Я хочу спросить ее, с кем она разговаривала и не хочет ли она помочь мне с ужином, как мы договаривались, но она не двигается с места, а потом слегка поводит своим задом в мою сторону, как это делают звери в лесу в период наиболее активного спаривания. Дочки пошли играть на большую детскую площадку, которая находится прямо за нашим садом. В этом смысле трудно выбрать более подходящий момент.

Я подхожу к ней, целую в губы и открываю дверь в спальню.

Меньше чем через минуту ее большой белый зад оголен, а влажная щель приоткрыта.

И пока я делаю это с Анникой, так что треск раздается на весь лес, и вода на кухне наверняка давно уже выкипела, я не могу избавиться от мыслей об Ольге. Сам понимаю, что это глупо, но в таком случае пускай будет глупо, потому что на умное меня уже не хватает.


На следующий день

приходит мейл от Ольги, в котором она извиняется, что не зашла в назначенное время, дескать, не смогла, так получилось. Она ни слова не пишет о том, что именно ей помешало. Зато сообщает, что поразмыслила и решила писать о Киркегоре.

«Писать о Киркегоре?» А куда канула наша Великая Северная война? Как насчет идеи сделать работу на основе предыдущей, расширив ее?

Я сижу за столом вместе с дочками и завтракаю. Обе сегодня совсем заспанные.

Через тонкую стену ванной комнаты слышно, как Анни-ка принимает душ. Мы прожили в этом доме чуть больше двух месяцев, а мне уже ясно, что, купив его, мы совершили ошибку. Потому что мы купили дом, как будто сделанный из бумаги, современный картонный коробок, где все звуки усиливаются.

Анника выходит из ванной, обернувшись большим серым махровым полотенцем. Она надела купальную шапочку, чтобы не намочить волосы. Говорит, что они становятся на удивление жиденькими, как только она начинает мыть голову чаще трех раз в неделю. Я склонен с ней согласиться.

Я улыбаюсь ей, когда она проходит совсем рядом. Она улыбается мне в ответ. Я целую ее в шею. Она уходит в спальню и закрывает за собой дверь. Кажется, в нашей семейной жизни настали благоприятные времена.

Я уже было собираюсь последовать за ней, чтобы развить тему поцелуев, как вдруг раздается «плим». Пришло еще одно письмо, вслед предыдущему. Оно от Ольги.

Она спрашивает, нельзя ли встретиться со мной двенадцатого числа. Пишет, что ей это было бы крайне удобно. Никак не получится, пишу я первую фразу ответа, поскольку вижу в календаре, что 12-е – это воскресенье, а значит, факультет будет закрыт. Но останавливаюсь на середине фразы, поняв, что воскресенье значит не только это. На факультете никого не будет, вот что значит воскресенье. Мы будем совсем одни в большом здании.

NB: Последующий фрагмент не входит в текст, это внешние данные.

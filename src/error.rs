use std::path::PathBuf;

use thiserror::Error;

/// Errors from writing a scaffold to disk.
#[derive(Debug, Error)]
pub enum ScaffoldError {
    #[error("File already exists: {}", path.display())]
    AlreadyExists { path: PathBuf },

    #[error("Failed to create directory {}: {source}", path.display())]
    CreateDir {
        path: PathBuf,
        #[source]
        source: std::io::Error,
    },

    #[error("Failed to write {}: {source}", path.display())]
    Write {
        path: PathBuf,
        #[source]
        source: std::io::Error,
    },
}

/// Fatal outcomes of a generation run. Each maps to exit status 1.
#[derive(Debug, Error)]
pub enum Error {
    #[error("Please provide a LeetCode problem number.")]
    MissingProblemNumber,

    #[error("Failed to determine the current directory: {0}")]
    CurrentDir(#[source] std::io::Error),

    #[error(transparent)]
    Scaffold(#[from] ScaffoldError),
}
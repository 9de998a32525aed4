use std::path::PathBuf;

use crate::error::Error;
use crate::fetch::LeetCodeClient;
use crate::models::{GeneratedFile, Platform};
use crate::scaffold::{leetcode_file_name, output_path, write_if_absent};
use crate::synth::{render_leetcode_fallback, render_starter};

use super::Settings;

/// Accepts positive integers only.
pub fn parse_problem_number(arg: Option<&str>) -> Option<u32> {
    arg?.trim().parse::<u32>().ok().filter(|n| *n > 0)
}

/// Scaffolds `LeetCode/LC_<number>_<title>.ts`.
///
/// `--title`/`--slug` skip the listing lookup for whichever they provide. A
/// starter that cannot be fetched yields the `solve` placeholder instead.
pub async fn add_problem(
    number_arg: Option<&str>,
    mut title: Option<String>,
    mut slug: Option<String>,
    settings: &Settings,
) -> Result<PathBuf, Error> {
    let number = parse_problem_number(number_arg).ok_or(Error::MissingProblemNumber)?;
    let client = LeetCodeClient::from_config(&settings.config);

    if title.is_none() || slug.is_none() {
        match client.problem_by_number(number).await {
            Some(meta) => {
                title = title.or(Some(meta.title));
                slug = slug.or(meta.slug);
            }
            None => tracing::warn!(number, "no listing metadata; continuing without it"),
        }
    }

    let starter = match slug.as_deref() {
        Some(s) => client
            .starter_by_slug(s)
            .await
            .filter(|st| !st.raw_source.is_empty()),
        None => None,
    };

    let content = match starter {
        Some(st) => {
            let id = st
                .frontend_id
                .clone()
                .filter(|id| !id.is_empty())
                .unwrap_or_else(|| number.to_string());
            let title = title.get_or_insert_with(|| st.title.clone());
            render_starter(&st, title, Some(id.as_str()))
        }
        None => {
            tracing::warn!(number, "starter code unavailable; writing placeholder");
            let display_title = title
                .clone()
                .unwrap_or_else(|| format!("Problem {}", number));
            render_leetcode_fallback(number, &display_title, slug.as_deref())
        }
    };

    let name_title = title.unwrap_or_else(|| format!("Problem_{}", number));
    let path = output_path(
        &settings.root,
        Platform::LeetCode,
        &leetcode_file_name(number, &name_title),
    );
    Ok(write_if_absent(&GeneratedFile::new(path, content))?)
}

Ничем хорошим это не закончится,

говорю я себе и выглядываю в окно. Ольга как раз пристегивает свой велосипед. Потом снимает сумку с багажника. Открывает ее и что-то ищет. Она не торопится. Убирает прядь волос за ухо. Достает мобильный. Что-то пишет.

За моей спиной раздаются два коротких пищащих сигнала, телефон вибрирует на столе. Да, точно. Мы же договорились, что она пошлет мне эсэмэску, чтобы я спустился и открыл ей дверь. Я торопливо иду по коридору, сбегаю по лестнице, нажимаю на белую квадратную кнопку, приводящую дверь в движение.

Она улыбается мне, и я веду ее в свой кабинет, где она, не дожидаясь приглашения, садится на стул, вообще-то не предназначенный для студентов, приходящих на консультацию, хотя черт с ним, все искупают исходящий от нее слабый аромат каких-то необычных духов и красная джинсовая куртка. Под курткой платье. Тоже красное, и я ничего не имею против этого. Пока она залезает в свою матерчатую сумку, купленную наверняка где-нибудь в книжном магазине «Странд» в Нью-Йорке, я внезапно ловлю себя на мысли: а как все это будет выглядеть в глазах моих коллег, если кто-нибудь из них заглянет ко мне, проходя мимо этим воскресным днем? Ольга кладет блокнот на мой письменный стол, и я решаю, что нельзя же запретить принимать студентов по воскресеньям. Это немного необычно, да, но не более того.